Today I am the only one in the teacher's room. It is a lonely sound--these computers and the kersone heater running as well as the arrhythmic click and ping of my typing cutting through the noxious drone of machines.

March 15, 2006

外国人が相撲を体験

In today's News Wakayama (p.3), there appears an article with the heading, "Foreigners Try Sumo." At the top left of the article, which recounts the events of Wakayama International Exchange Association's Sumo Workshop for Foreigners, there is an action shot of yours truly, on my way to being ignominously smothered and quashed by a large man over 150kg and whose legs are three times the diameter as mine. My claim to fame has taken quite a disparaging route of humiliation. Oh well, the nabe was tasty.

March 12, 2006

Yearbooks and a Diaper

Last night I had a chance to see an amazing band play in Wakayama. The Aramaki Band is a quartet based in Tokyo consisting of Shigeo Aramaki (bass), Nao Takeuchi (tenor sax), Keiichi Yoshida (piano), and Tamaya Honda (drums). If the reader can find these names and procure a recording of their work, there is no doubt that he or she will be moved.

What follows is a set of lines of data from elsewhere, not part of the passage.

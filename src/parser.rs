use log::{debug, trace};
use scraper::{ElementRef, Html};
use thiserror::Error;
use watch_wrapped_utils::selector;

use crate::{
    schema::{ChannelName, VideoTitle, WatchEvent, WatchTime},
    sibling_cursor::SiblingCursor,
};

/// Why a single candidate anchor produced no event.
///
/// These are expected for a real export and never abort the extraction.
#[derive(Debug, Error)]
pub enum CandidateSkipped {
    #[error("The video link has no title text")]
    EmptyTitle,
    #[error("No node follows the channel link")]
    MissingDateNode,
    #[error("The node after the channel link is not text")]
    DateNodeNotText,
    #[error("Could not parse watch date {text:?}: {source}")]
    InvalidDate {
        text: String,
        source: chrono::ParseError,
    },
}

pub fn extract(markup: &str) -> Vec<WatchEvent> {
    extract_from_html(&Html::parse_document(markup))
}

pub fn extract_from_html(html: &Html) -> Vec<WatchEvent> {
    let mut skipped = 0usize;
    let events: Vec<_> = iterate_video_links(html)
        .filter_map(|anchor| match parse_candidate(anchor) {
            Ok(event) => Some(event),
            Err(e) => {
                trace!("Skipped {:?}: {e}", anchor.value().attr("href"));
                skipped += 1;
                None
            }
        })
        .collect();
    debug!("Extracted {} watch events, skipped {skipped}", events.len());
    events
}

fn iterate_video_links(html: &Html) -> impl Iterator<Item = ElementRef<'_>> {
    html.select(selector!(r#"a[href*="youtube.com/watch"]"#))
}

pub fn parse_candidate(anchor: ElementRef) -> Result<WatchEvent, CandidateSkipped> {
    let title = anchor.text().collect::<String>();
    if title.trim().is_empty() {
        return Err(CandidateSkipped::EmptyTitle);
    }

    let channel_link = SiblingCursor::after(*anchor).next_element_named("a");
    let channel = match channel_link {
        Some(link) => ChannelName::from(link.text().collect::<String>()),
        None => ChannelName::unknown(),
    };

    // Without a channel link the date sits right after the title link.
    let mut cursor = SiblingCursor::after(*channel_link.unwrap_or(anchor));
    cursor.skip_line_break();
    let date_node = cursor.next_node().ok_or(CandidateSkipped::MissingDateNode)?;
    let date_text = date_node
        .value()
        .as_text()
        .ok_or(CandidateSkipped::DateNodeNotText)?;
    let timestamp = parse_watch_time(date_text)?;

    Ok(WatchEvent::builder()
        .title(VideoTitle::from(title))
        .channel(channel)
        .timestamp(timestamp)
        .build())
}

/// Drops everything from the first `GMT` on, then parses the fixed layout.
pub fn parse_watch_time(text: &str) -> Result<WatchTime, CandidateSkipped> {
    let text = text.trim();
    let text = match text.find("GMT") {
        Some(i) => text[..i].trim(),
        None => text,
    };
    WatchTime::parse_export(text).map_err(|source| CandidateSkipped::InvalidDate {
        text: text.to_owned(),
        source,
    })
}

#[cfg(test)]
mod tests {
    use chrono::{NaiveDate, NaiveDateTime};

    use super::{extract, parse_watch_time, CandidateSkipped};
    use crate::schema::UNKNOWN_CHANNEL;

    fn time(y: i32, m: u32, d: u32, h: u32, min: u32, s: u32) -> NaiveDateTime {
        NaiveDate::from_ymd_opt(y, m, d)
            .unwrap()
            .and_hms_opt(h, min, s)
            .unwrap()
    }

    fn entry(video: &str, title: &str, channel: &str, date: &str) -> String {
        format!(
            r#"<div class="content-cell">Watched&nbsp;<a href="https://www.youtube.com/watch?v={video}">{title}</a><br><a href="https://www.youtube.com/channel/{channel}">{channel}</a><br>{date}<br></div>"#
        )
    }

    fn page(entries: &[String]) -> String {
        format!(
            "<html><body><div class=\"mdl-grid\">{}</div></body></html>",
            entries.join("")
        )
    }

    #[test]
    fn gmt_suffix_is_dropped() {
        assert_eq!(
            parse_watch_time("15 Jan 2024, 08:30:00 GMT+05:30").unwrap().get(),
            time(2024, 1, 15, 8, 30, 0)
        );
        assert_eq!(
            parse_watch_time("  1 Feb 2023, 17:00:01 GMT\n").unwrap().get(),
            time(2023, 2, 1, 17, 0, 1)
        );
        assert_eq!(
            parse_watch_time("29 Feb 2024, 00:00:00").unwrap().get(),
            time(2024, 2, 29, 0, 0, 0)
        );
    }

    #[test]
    fn malformed_dates_are_rejected() {
        for text in [
            "",
            "GMT",
            "yesterday",
            "2024-01-15 08:30:00",
            "15 January 2024, 08:30:00",
            "31 Feb 2024, 08:30:00",
            "15 Jan 2024, 08:30:00 CET",
            "15 Jan 2024 GMT, 08:30:00",
        ] {
            assert!(
                matches!(
                    parse_watch_time(text),
                    Err(CandidateSkipped::InvalidDate { .. })
                ),
                "{text:?} should be rejected"
            );
        }
    }

    #[test]
    fn extracts_entries_in_document_order() {
        let html = page(&[
            entry("a", "First video", "Alpha", "15 Jan 2024, 08:30:00 GMT"),
            entry("b", "Second &amp; more", "Beta", "16 Jan 2024, 21:00:00 GMT+09:00"),
        ]);
        let events = extract(&html);
        assert_eq!(events.len(), 2);

        assert_eq!(events[0].title().to_string(), "First video");
        assert_eq!(events[0].channel().to_string(), "Alpha");
        assert_eq!(events[0].timestamp().get(), time(2024, 1, 15, 8, 30, 0));

        assert_eq!(events[1].title().to_string(), "Second & more");
        assert_eq!(events[1].channel().to_string(), "Beta");
        assert_eq!(events[1].timestamp().get(), time(2024, 1, 16, 21, 0, 0));
    }

    #[test]
    fn missing_channel_keeps_the_watch_and_reads_date_after_title() {
        // A removed channel still counts as a watch, so the entry is kept under
        // the sentinel channel rather than dropped.
        let html = page(&[
            r#"<div>Watched <a href="https://www.youtube.com/watch?v=x">Removed channel video</a><br>2 Mar 2022, 10:11:12 GMT<br></div>"#.to_owned(),
        ]);
        let events = extract(&html);
        assert_eq!(events.len(), 1);
        assert_eq!(events[0].channel().to_string(), UNKNOWN_CHANNEL);
        assert!(events[0].channel().is_unknown());
        assert_eq!(events[0].timestamp().get(), time(2022, 3, 2, 10, 11, 12));
    }

    #[test]
    fn date_directly_after_channel_without_break() {
        let html = page(&[
            r#"<div><a href="https://youtube.com/watch?v=y">Title</a> by <a href="/c">Chan</a>9 Dec 2021, 06:07:08</div>"#.to_owned(),
        ]);
        let events = extract(&html);
        assert_eq!(events.len(), 1);
        assert_eq!(events[0].channel().to_string(), "Chan");
        assert_eq!(events[0].timestamp().get(), time(2021, 12, 9, 6, 7, 8));
    }

    #[test]
    fn only_watch_links_are_candidates() {
        let html = page(&[
            r#"<div>Visited <a href="https://www.youtube.com/channel/z">Some channel</a><br>1 Jan 2024, 00:00:00 GMT</div>"#.to_owned(),
            r#"<div>Viewed <a href="https://example.com/watch">Elsewhere</a><br><a href="/c">C</a><br>1 Jan 2024, 00:00:00 GMT</div>"#.to_owned(),
            entry("k", "Kept", "Channel", "1 Jan 2024, 00:00:00 GMT"),
        ]);
        let events = extract(&html);
        assert_eq!(events.len(), 1);
        assert_eq!(events[0].title().to_string(), "Kept");
    }

    #[test]
    fn bad_candidates_do_not_disturb_the_rest() {
        let html = page(&[
            entry("1", "Good one", "A", "1 Jan 2024, 01:00:00 GMT"),
            entry("2", "Bad date", "B", "sometime last week"),
            // Nothing follows the channel link.
            r#"<div><a href="https://www.youtube.com/watch?v=3">No date</a><br><a href="/c">C</a></div>"#.to_owned(),
            // An element follows the channel link instead of text.
            r#"<div><a href="https://www.youtube.com/watch?v=4">Element date</a><br><a href="/c">D</a><br><span>1 Jan 2024, 01:00:00</span></div>"#.to_owned(),
            // Empty title.
            r#"<div><a href="https://www.youtube.com/watch?v=5"> </a><br><a href="/c">E</a><br>1 Jan 2024, 01:00:00</div>"#.to_owned(),
            entry("6", "Good two", "F", "2 Jan 2024, 02:00:00 GMT"),
        ]);
        let events = extract(&html);
        let titles: Vec<_> = events.iter().map(|e| e.title().to_string()).collect();
        assert_eq!(titles, ["Good one", "Good two"]);
        for event in &events {
            assert!(!event.title().to_string().is_empty());
        }
    }

    #[test]
    fn empty_or_unrelated_markup_yields_nothing() {
        assert!(extract("").is_empty());
        assert!(extract("<html><body><p>Nothing here</p></body></html>").is_empty());
    }
}
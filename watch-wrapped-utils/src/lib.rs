pub mod fs_json_util;
pub mod macros;
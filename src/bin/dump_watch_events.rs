use std::path::PathBuf;

use clap::Parser;
use log::info;
use watch_wrapped::loader::load_history;
use watch_wrapped_utils::fs_json_util::{write_json, write_json_pretty};

#[derive(Parser)]
struct Opts {
    history_file: PathBuf,
    output_file: PathBuf,
    #[arg(long)]
    pretty: bool,
}

fn main() -> anyhow::Result<()> {
    pretty_env_logger::init();

    let opts = Opts::parse();
    let table = load_history(&opts.history_file)?;
    if opts.pretty {
        write_json_pretty(&opts.output_file, &table)?;
    } else {
        write_json(&opts.output_file, &table)?;
    }
    info!(
        "Wrote {} watch events to {:?}.",
        table.len(),
        opts.output_file
    );
    Ok(())
}
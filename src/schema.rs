use chrono::NaiveDateTime;
use getset::{CopyGetters, Getters};
use serde::{Deserialize, Serialize};
use typed_builder::TypedBuilder;

/// Channel name used when a watch entry has no channel link next to it.
pub const UNKNOWN_CHANNEL: &str = "Unknown";

#[derive(
    Clone, PartialEq, Eq, Debug, TypedBuilder, CopyGetters, Getters, Serialize, Deserialize,
)]
pub struct WatchEvent {
    #[getset(get = "pub")]
    title: VideoTitle,
    #[getset(get = "pub")]
    channel: ChannelName,
    #[getset(get_copy = "pub")]
    timestamp: WatchTime,
}

#[derive(
    Clone,
    PartialEq,
    Eq,
    PartialOrd,
    Ord,
    Hash,
    Debug,
    derive_more::From,
    derive_more::AsRef,
    derive_more::FromStr,
    derive_more::Display,
    Serialize,
    Deserialize,
)]
#[as_ref(forward)]
pub struct VideoTitle(String);

#[derive(
    Clone,
    PartialEq,
    Eq,
    PartialOrd,
    Ord,
    Hash,
    Debug,
    derive_more::From,
    derive_more::AsRef,
    derive_more::FromStr,
    derive_more::Display,
    Serialize,
    Deserialize,
)]
#[as_ref(forward)]
pub struct ChannelName(String);

impl ChannelName {
    pub fn unknown() -> Self {
        Self(UNKNOWN_CHANNEL.to_owned())
    }

    pub fn is_unknown(&self) -> bool {
        self.0 == UNKNOWN_CHANNEL
    }
}

/// Local time printed in the export, with its timezone annotation dropped.
#[derive(
    Clone,
    Copy,
    PartialEq,
    Eq,
    PartialOrd,
    Ord,
    Debug,
    derive_more::From,
    derive_more::Into,
    derive_more::FromStr,
    derive_more::Display,
    Serialize,
    Deserialize,
)]
pub struct WatchTime(NaiveDateTime);

impl WatchTime {
    /// The only date layout the export uses, e.g. `15 Jan 2024, 08:30:00`.
    pub const FORMAT: &'static str = "%d %b %Y, %H:%M:%S";

    pub fn get(self) -> NaiveDateTime {
        self.0
    }

    pub fn parse_export(text: &str) -> Result<Self, chrono::ParseError> {
        NaiveDateTime::parse_from_str(text, Self::FORMAT).map(Self)
    }
}
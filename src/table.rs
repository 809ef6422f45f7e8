use std::ops::Deref;

use chrono::{Datelike, Timelike};
use enum_iterator::Sequence;
use enum_map::Enum;
use getset::{CopyGetters, Getters};
use itertools::Itertools;
use serde::{Deserialize, Serialize};
use strum::{Display, EnumString};

use crate::schema::WatchEvent;

/// Every event of one export in document order, with the calendar columns
/// derived once at construction.
#[derive(Clone, Debug, Default, Serialize)]
pub struct WatchEventTable {
    rows: Vec<WatchRow>,
}

#[derive(Clone, PartialEq, Eq, Debug, CopyGetters, Getters, Serialize)]
pub struct WatchRow {
    #[getset(get = "pub")]
    #[serde(flatten)]
    event: WatchEvent,
    #[getset(get_copy = "pub")]
    year: i32,
    #[getset(get_copy = "pub")]
    month: Month,
    #[getset(get_copy = "pub")]
    weekday: Weekday,
    #[getset(get_copy = "pub")]
    hour: u32,
}

impl From<WatchEvent> for WatchRow {
    fn from(event: WatchEvent) -> Self {
        let time = event.timestamp().get();
        Self {
            year: time.year(),
            month: Month::from_number(time.month()),
            weekday: time.weekday().into(),
            hour: time.hour(),
            event,
        }
    }
}

impl WatchEventTable {
    pub fn new(events: Vec<WatchEvent>) -> Self {
        Self {
            rows: events.into_iter().map(WatchRow::from).collect(),
        }
    }

    /// Distinct years present in the table, newest first.
    pub fn available_years(&self) -> Vec<i32> {
        self.rows
            .iter()
            .map(|row| row.year)
            .unique()
            .sorted_unstable_by(|x, y| y.cmp(x))
            .collect()
    }
}

impl Deref for WatchEventTable {
    type Target = [WatchRow];

    fn deref(&self) -> &[WatchRow] {
        &self.rows
    }
}

impl FromIterator<WatchEvent> for WatchEventTable {
    fn from_iter<I: IntoIterator<Item = WatchEvent>>(iter: I) -> Self {
        Self {
            rows: iter.into_iter().map(WatchRow::from).collect(),
        }
    }
}

#[derive(
    Clone,
    Copy,
    PartialEq,
    Eq,
    PartialOrd,
    Ord,
    Hash,
    Debug,
    Display,
    EnumString,
    Serialize,
    Deserialize,
    Sequence,
    Enum,
)]
pub enum Month {
    January,
    February,
    March,
    April,
    May,
    June,
    July,
    August,
    September,
    October,
    November,
    December,
}

impl Month {
    /// `number` is 1-based, as returned by `Datelike::month`, which never
    /// leaves `1..=12`.
    fn from_number(number: u32) -> Self {
        use Month::*;
        match number {
            1 => January,
            2 => February,
            3 => March,
            4 => April,
            5 => May,
            6 => June,
            7 => July,
            8 => August,
            9 => September,
            10 => October,
            11 => November,
            12 => December,
            _ => unreachable!("month number out of range: {number}"),
        }
    }
}

#[derive(
    Clone,
    Copy,
    PartialEq,
    Eq,
    PartialOrd,
    Ord,
    Hash,
    Debug,
    Display,
    EnumString,
    Serialize,
    Deserialize,
    Sequence,
    Enum,
)]
pub enum Weekday {
    Monday,
    Tuesday,
    Wednesday,
    Thursday,
    Friday,
    Saturday,
    Sunday,
}

impl From<chrono::Weekday> for Weekday {
    fn from(weekday: chrono::Weekday) -> Self {
        use chrono::Weekday::*;
        match weekday {
            Mon => Weekday::Monday,
            Tue => Weekday::Tuesday,
            Wed => Weekday::Wednesday,
            Thu => Weekday::Thursday,
            Fri => Weekday::Friday,
            Sat => Weekday::Saturday,
            Sun => Weekday::Sunday,
        }
    }
}
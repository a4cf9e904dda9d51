//! Exact-duplicate removal over the composite measurement key
//! (child_id, measurement_kind, value, capture_date, site). The first
//! occurrence in original row order wins.

use std::collections::HashSet;

use polars::prelude::*;
use tracing::{error, info, warn};

use crate::error::{PipelineError, Result};
use crate::report::REMOVAL_WARN_THRESHOLD;
use crate::schema::{self, columns, DEDUP_KEY_COLUMNS};

const STAGE: &str = "duplicate resolver";

#[derive(Debug, Clone)]
pub struct DedupStats {
    pub rows_in: usize,
    pub rows_out: usize,
    /// Duplicate keys still present after filtering. Anything non-zero
    /// is a key-construction defect, reported but not fatal.
    pub residual_keys: usize,
}

impl DedupStats {
    pub fn removed(&self) -> usize {
        self.rows_in - self.rows_out
    }

    pub fn removal_percentage(&self) -> f64 {
        if self.rows_in == 0 {
            0.0
        } else {
            self.removed() as f64 / self.rows_in as f64 * 100.0
        }
    }
}

/// One row's composite key, canonicalized for comparison. Float values
/// compare by bit pattern so that a key survives the trip through f64.
type DedupKey<'a> = (
    Option<i64>,
    Option<&'a str>,
    Option<u64>,
    Option<i32>,
    Option<&'a str>,
);

pub fn resolve_duplicates(df: &DataFrame) -> Result<(DataFrame, DedupStats)> {
    let missing = schema::missing_columns(df, &DEDUP_KEY_COLUMNS);
    if !missing.is_empty() {
        return Err(PipelineError::Schema {
            stage: STAGE,
            missing,
        });
    }

    let rows_in = df.height();
    if rows_in == 0 {
        warn!("input table is empty, nothing to deduplicate");
        return Ok((
            df.clone(),
            DedupStats {
                rows_in: 0,
                rows_out: 0,
                residual_keys: 0,
            },
        ));
    }

    // Key columns are canonicalized before comparison so the stage can
    // run against any upstream snapshot, typed or not.
    let child = df.column(columns::CHILD_ID)?.cast(&DataType::Int64)?;
    let child = child.i64()?;
    let kind = df.column(columns::MEASUREMENT_KIND)?.cast(&DataType::String)?;
    let kind = kind.str()?;
    let value = df.column(columns::VALUE)?.cast(&DataType::Float64)?;
    let value = value.f64()?;
    let date = df.column(columns::CAPTURE_DATE)?.cast(&DataType::Date)?;
    let date = date.date()?;
    let site = df.column(columns::SITE)?.cast(&DataType::String)?;
    let site = site.str()?;

    let mut seen: HashSet<DedupKey> = HashSet::with_capacity(rows_in);
    let mut keep: Vec<bool> = Vec::with_capacity(rows_in);

    for idx in 0..rows_in {
        let key: DedupKey = (
            child.get(idx),
            kind.get(idx),
            value.get(idx).map(f64::to_bits),
            date.get(idx),
            site.get(idx),
        );
        keep.push(seen.insert(key));
    }

    let mask = BooleanChunked::new("keep".into(), keep);
    let filtered = df.filter(&mask)?;
    let rows_out = filtered.height();

    let residual_keys = count_duplicate_keys(&filtered)?;
    if residual_keys > 0 {
        error!(
            residual_keys,
            "duplicate keys remain after filtering; the composite key construction is defective"
        );
    }

    let stats = DedupStats {
        rows_in,
        rows_out,
        residual_keys,
    };
    info!(
        rows_in,
        rows_out,
        removed = stats.removed(),
        percentage = format!("{:.1}", stats.removal_percentage()),
        "duplicate removal complete"
    );
    if stats.removal_percentage() > REMOVAL_WARN_THRESHOLD {
        warn!(
            percentage = format!("{:.1}", stats.removal_percentage()),
            "unusually high duplicate share"
        );
    }

    Ok((filtered, stats))
}

fn count_duplicate_keys(df: &DataFrame) -> Result<usize> {
    let child = df.column(columns::CHILD_ID)?.cast(&DataType::Int64)?;
    let child = child.i64()?;
    let kind = df.column(columns::MEASUREMENT_KIND)?.cast(&DataType::String)?;
    let kind = kind.str()?;
    let value = df.column(columns::VALUE)?.cast(&DataType::Float64)?;
    let value = value.f64()?;
    let date = df.column(columns::CAPTURE_DATE)?.cast(&DataType::Date)?;
    let date = date.date()?;
    let site = df.column(columns::SITE)?.cast(&DataType::String)?;
    let site = site.str()?;

    let mut seen: HashSet<DedupKey> = HashSet::with_capacity(df.height());
    let mut collisions = 0usize;
    for idx in 0..df.height() {
        let key: DedupKey = (
            child.get(idx),
            kind.get(idx),
            value.get(idx).map(f64::to_bits),
            date.get(idx),
            site.get(idx),
        );
        if !seen.insert(key) {
            collisions += 1;
        }
    }
    Ok(collisions)
}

Other things I have done so far in March: bid farewell to the third-year students at my high school's graduation ceremony, sumo wrestling, and fought a bad case of chronic diarrhea (photos witheld). All sumo wrestlers have a wrestler's name, one which represents them in some way, usually with kanji (Chinese characters). Mine was 割箸, "disposable chopsticks," given both for my physical attributes and for my disposability in the ring.




March 02, 2006

Still, no picture

of what I am going to be doing in the future. Bergson elucidates the centrality of intuition over intellect in consciousness, and right now I am running low on intellect. Perhaps all humans resemble the hybrid cars that recently hit the market. We run on intellect/reason for as far as we can until our limit is reached and then switch over to intuition. If I could understand him a little more, I would be more confident in saying that Bergson was one of those people who, like well-intentioned energy researchers everywhere, are looking for ways to get us around without destructing, or deconstructing, our environment.

I remembered what and why I wanted to talk about today. Reading the newspaper this morning, another "off-day" at school (we have hit the doldrums of the Japanese school year, between graduation (yesterday) and the beginning of classes (mid April)), I came across an article about physchotherapy and its commercialization. Apparently the field of psychotherapy is undergoing an identity crisis itself, says the author. I thought of academics too in the same light, and really all of my options lead to the same destination. I am not in any way alluding to some metaphysical truth, no, just a state of things in the present world. There seems to be no place in the world, no position one can hold, that is free from this invisible, pervasive, and unnameable presence. I can' put my finger on it, but everytime I think about how to make money, how to merely "survive"; everytime I read a scientific explanation of the world, extracting the wonder and joy from being alive and putting it in one of the lab's many beakers that stand lifelessly on the shelves; or (re)read the newspaper every day with a sense of deja vu, that there seemed to have been a car bombing in Iraq yesterday (and there was), skimming a very graphic report of the killing of school children in rural Japan, reports on global warming, McDonalds making profits on their new Ebi Filet-O burger, email scandals in the top-level of Japan's government, bird flu arriving in France, Bush's surprise visit to Afghanistan, etc.--in all of these observations, these apparitions, it feels as if this "thing" has just passed by me, like a ghost, and I can only intuit for a second what was there. A vestige remains somewhere in my memory of this unnameable, absent figure.

Then there is the positive things happening in life--also happening now in concurrence with the aforementioned personal, global, and universal woes. I read C.S. Lewis's "The Lion, The Witch, and the Wardrobe" the other day, and I am looking forward to seeing the movie on Saturday. Even though the Disney version will surely be less fulfilling than the book, will shine a little too brightly and lack the depth of Lewis's original (which is a masterpiece), I still believe the experience to be promising. I've also been reading the work of Haruki Murakami, Henri Bergson, and (off and on) O. Henry. Lots of Hs, I know. So, while March rolls along with promises of spring slowly unfurling in the first few plum blossoms, I have a lot and not much on my mind. Reading books, enjoying life, and all the time carrying around that companion with which I must learn to live with, smile at, and forebear in everything I do.